LONDRES – Une organisation caritative que le prince Harry a cofondée en Afrique pour honorer sa défunte mère, la princesse Diana, l’a poursuivi en justice pour diffamation après qu’elle ait démissionné de son rôle de gardienne l’année dernière.
Sentebale, qui soutient les jeunes vivant avec le VIH au Botswana et au Lesotho, a déposé une plainte le mois dernier devant la Haute Cour de Londres, selon les archives judiciaires consultées vendredi. Selon des documents en ligne, Harry et son ami, Mark Dyer, ancien agent de sécurité de l’association caritative, seraient poursuivis en justice pour diffamation ou injure. Aucun texte n’était disponible.
“L’association sollicite l’intervention du tribunal, la protection et la restitution après une campagne de publicité négative menée depuis le 25 mars 2025 qui a causé des problèmes et porté atteinte à la réputation de l’association, de ses dirigeants et de ses partenaires stratégiques”, a déclaré Sentebale vendredi dans un communiqué publié sur son site Internet.

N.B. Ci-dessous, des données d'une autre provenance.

//! Typed attribute predicates.

use bldg_common::{Feature, FeatureCollection};
use tracing::debug;

use crate::error::{ExtractError, Result};

/// Lower bound of the measured height domain, in metres.
pub const MIN_HEIGHT: f64 = 0.0;

/// Upper bound of the measured height domain, in metres.
pub const MAX_HEIGHT: f64 = 700.0;

/// Inclusive `[min, max]` range on `measuredHeight`.
#[derive(Debug, Clone, Copy, PartialEq)]
pub struct HeightRange {
    min: f64,
    max: f64,
}

impl HeightRange {
    /// The whole domain; filtering with it is a no-op.
    pub const FULL: HeightRange = HeightRange {
        min: MIN_HEIGHT,
        max: MAX_HEIGHT,
    };

    pub fn new(min: f64, max: f64) -> Result<Self> {
        if !min.is_finite() || !max.is_finite() {
            return Err(ExtractError::InvalidFilter(format!(
                "height bounds must be finite, got [{min}, {max}]"
            )));
        }
        if min > max {
            return Err(ExtractError::InvalidFilter(format!(
                "height minimum {min} exceeds maximum {max}"
            )));
        }
        Ok(Self { min, max })
    }

    pub fn min(&self) -> f64 {
        self.min
    }

    pub fn max(&self) -> f64 {
        self.max
    }

    pub fn is_full(&self) -> bool {
        *self == Self::FULL
    }

    pub fn contains(&self, height: f64) -> bool {
        self.min <= height && height <= self.max
    }
}

impl Default for HeightRange {
    fn default() -> Self {
        Self::FULL
    }
}

/// Identifier and height predicates, applied in that order.
#[derive(Debug, Clone, Default, PartialEq)]
pub struct AttributeFilter {
    building_id: Option<String>,
    height: HeightRange,
}

impl AttributeFilter {
    /// A filter that keeps everything.
    pub fn new() -> Self {
        Self::default()
    }

    /// Exact match on `buildingID`. An empty value clears the predicate.
    pub fn with_building_id(mut self, id: impl Into<String>) -> Self {
        let id = id.into();
        self.building_id = if id.trim().is_empty() { None } else { Some(id) };
        self
    }

    pub fn with_height(mut self, range: HeightRange) -> Self {
        self.height = range;
        self
    }

    pub fn building_id(&self) -> Option<&str> {
        self.building_id.as_deref()
    }

    pub fn height(&self) -> HeightRange {
        self.height
    }

    /// Whether applying the filter can never drop a feature.
    pub fn is_noop(&self) -> bool {
        self.building_id.is_none() && self.height.is_full()
    }

    fn matches_id(&self, feature: &Feature) -> bool {
        match &self.building_id {
            Some(id) => feature.building_id() == Some(id.as_str()),
            None => true,
        }
    }

    fn matches_height(&self, feature: &Feature) -> bool {
        if self.height.is_full() {
            return true;
        }
        feature
            .measured_height()
            .is_some_and(|h| self.height.contains(h))
    }

    pub fn matches(&self, feature: &Feature) -> bool {
        self.matches_id(feature) && self.matches_height(feature)
    }

    /// New collection with the matching features, in order.
    pub fn apply(&self, collection: &FeatureCollection) -> FeatureCollection {
        if self.is_noop() {
            return collection.clone();
        }
        let by_id = collection.filtered(|f| self.matches_id(f));
        let filtered = by_id.filtered(|f| self.matches_height(f));
        debug!(
            building_id = self.building_id.as_deref(),
            min_height = self.height.min,
            max_height = self.height.max,
            input = collection.len(),
            retained = filtered.len(),
            "Applied attribute filter"
        );
        filtered
    }
}

#[cfg(test)]
mod tests {
    use super::*;
    use bldg_common::MEASURED_HEIGHT;
    use geo::MultiPolygon;

    fn building(id: &str, height: Option<f64>) -> Feature {
        let feature = Feature::new(MultiPolygon(vec![])).with_attribute("buildingID", id);
        match height {
            Some(h) => feature.with_attribute(MEASURED_HEIGHT, h),
            None => feature,
        }
    }

    fn sample() -> FeatureCollection {
        FeatureCollection::from_parts(
            Default::default(),
            vec![
                building("13101-bldg-1", Some(5.0)),
                building("13101-bldg-2", None),
                building("13101-bldg-3", Some(45.0)),
                building("13101-bldg-4", Some(20.0)),
            ],
        )
    }

    fn ids(collection: &FeatureCollection) -> Vec<&str> {
        collection.building_ids()
    }

    #[test]
    fn test_default_filter_keeps_everything() {
        let filter = AttributeFilter::new();
        assert!(filter.is_noop());
        assert_eq!(filter.apply(&sample()).len(), 4);
    }

    #[test]
    fn test_explicit_full_range_keeps_missing_heights() {
        let filter = AttributeFilter::new().with_height(HeightRange::new(0.0, 700.0).unwrap());
        assert!(filter.is_noop());
        assert_eq!(filter.apply(&sample()).len(), 4);
    }

    #[test]
    fn test_height_range_is_inclusive() {
        let filter = AttributeFilter::new().with_height(HeightRange::new(5.0, 20.0).unwrap());
        let out = filter.apply(&sample());
        assert_eq!(ids(&out), vec!["13101-bldg-1", "13101-bldg-4"]);
        for f in out.iter() {
            let h = f.measured_height().unwrap();
            assert!((5.0..=20.0).contains(&h));
        }
    }

    #[test]
    fn test_missing_height_excluded_under_narrowed_range() {
        let filter = AttributeFilter::new().with_height(HeightRange::new(0.0, 699.0).unwrap());
        let out = filter.apply(&sample());
        assert!(!ids(&out).contains(&"13101-bldg-2"));
        assert_eq!(out.len(), 3);
    }

    #[test]
    fn test_building_id_exact_match() {
        let filter = AttributeFilter::new().with_building_id("13101-bldg-3");
        assert_eq!(ids(&filter.apply(&sample())), vec!["13101-bldg-3"]);

        let filter = AttributeFilter::new().with_building_id("13101-bldg");
        assert!(filter.apply(&sample()).is_empty());
    }

    #[test]
    fn test_empty_building_id_means_no_filter() {
        let filter = AttributeFilter::new().with_building_id("");
        assert_eq!(filter.building_id(), None);
        assert_eq!(filter.apply(&sample()).len(), 4);
    }

    #[test]
    fn test_predicates_compose() {
        let filter = AttributeFilter::new()
            .with_building_id("13101-bldg-3")
            .with_height(HeightRange::new(0.0, 10.0).unwrap());
        assert!(filter.apply(&sample()).is_empty());
    }

    #[test]
    fn test_source_collection_is_untouched() {
        let source = sample();
        let before = source.clone();
        let _ = AttributeFilter::new().with_building_id("13101-bldg-1").apply(&source);
        assert_eq!(source, before);
    }

    #[test]
    fn test_invalid_ranges() {
        assert!(matches!(
            HeightRange::new(10.0, 5.0),
            Err(ExtractError::InvalidFilter(_))
        ));
        assert!(HeightRange::new(f64::NAN, 5.0).is_err());
        assert!(HeightRange::new(3.0, 3.0).is_ok());
    }
}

Le procès a placé le duc de Sussex dans une position différente en tant qu’orateur à la Haute Cour. Au cours des trois dernières années, il s’est présenté à plusieurs reprises de l’autre côté du tribunal en tant que principal plaignant dans des poursuites pour atteinte à la vie privée contre les principaux médias britanniques, suite à des allégations de piratage téléphonique et de mauvaise conduite de la part de journalistes et d’enquêteurs privés qu’ils avaient embauchés.
Harry a fondé Sentebale, qui signifie « ne m’oublie pas » en langue du Lesotho, il y a environ 20 ans en mémoire de sa mère, une défenseure bien connue du traitement du VIH et du sida et qui a contribué à réduire la stigmatisation liée à la maladie. Le fondateur était le prince Seeiso du Lesotho.
Une controverse a éclaté au sein de l’association caritative en 2023 au sujet d’une nouvelle stratégie de collecte de fonds, et les deux fondateurs ont démissionné de leurs fonctions d’administrateurs en mars 2025 au profit d’administrateurs sortants.
À l’époque, ils avaient déclaré que la relation entre le conseil d’administration et sa présidente, Sophie Chandauka, ne pouvait être réparée. Chandauka a ensuite accusé Harry d’avoir mené une campagne d’intimidation et de harcèlement pour le faire expulser.
Alors que la controverse se déroulait, Chandauka a déclaré à Sky News que le tournage de l’un des projets Netflix de Harry avait interféré avec la collecte de fonds pour Sentebale et qu’un accident impliquant sa femme, Meghan, la duchesse de Sussex, avait causé des problèmes.
La Charity Commission for England and Wales a enquêté sur les deux parties pour avoir laissé l’affaire devenir publique et ternir la réputation de l’organisation, mais n’a trouvé aucune preuve d’intimidation ou de harcèlement massif des femmes à Sentebale.
“Les problèmes de Sentebale sont apparus aux yeux du public, on peut affirmer que cela nuit à la réputation de l’organisme de bienfaisance, au risque d’éclipser ses nombreuses réalisations et de compromettre la capacité de l’organisme de bienfaisance à offrir les avantages mêmes pour lesquels il a été conçu”, a déclaré le chef de la Commission David Holdsworth dans un communiqué en août 2025.
Le porte-parole de Harry a critiqué le rapport de la commission lorsque Chandauka l’a accueilli favorablement.
Les messages sollicitant des commentaires envoyés vendredi au bureau du duc de Sussex n’ont pas été renvoyés.
Melley écrit pour Associated Press. Gerald Imray du Cap, en Afrique du Sud, a contribué à ce rapport.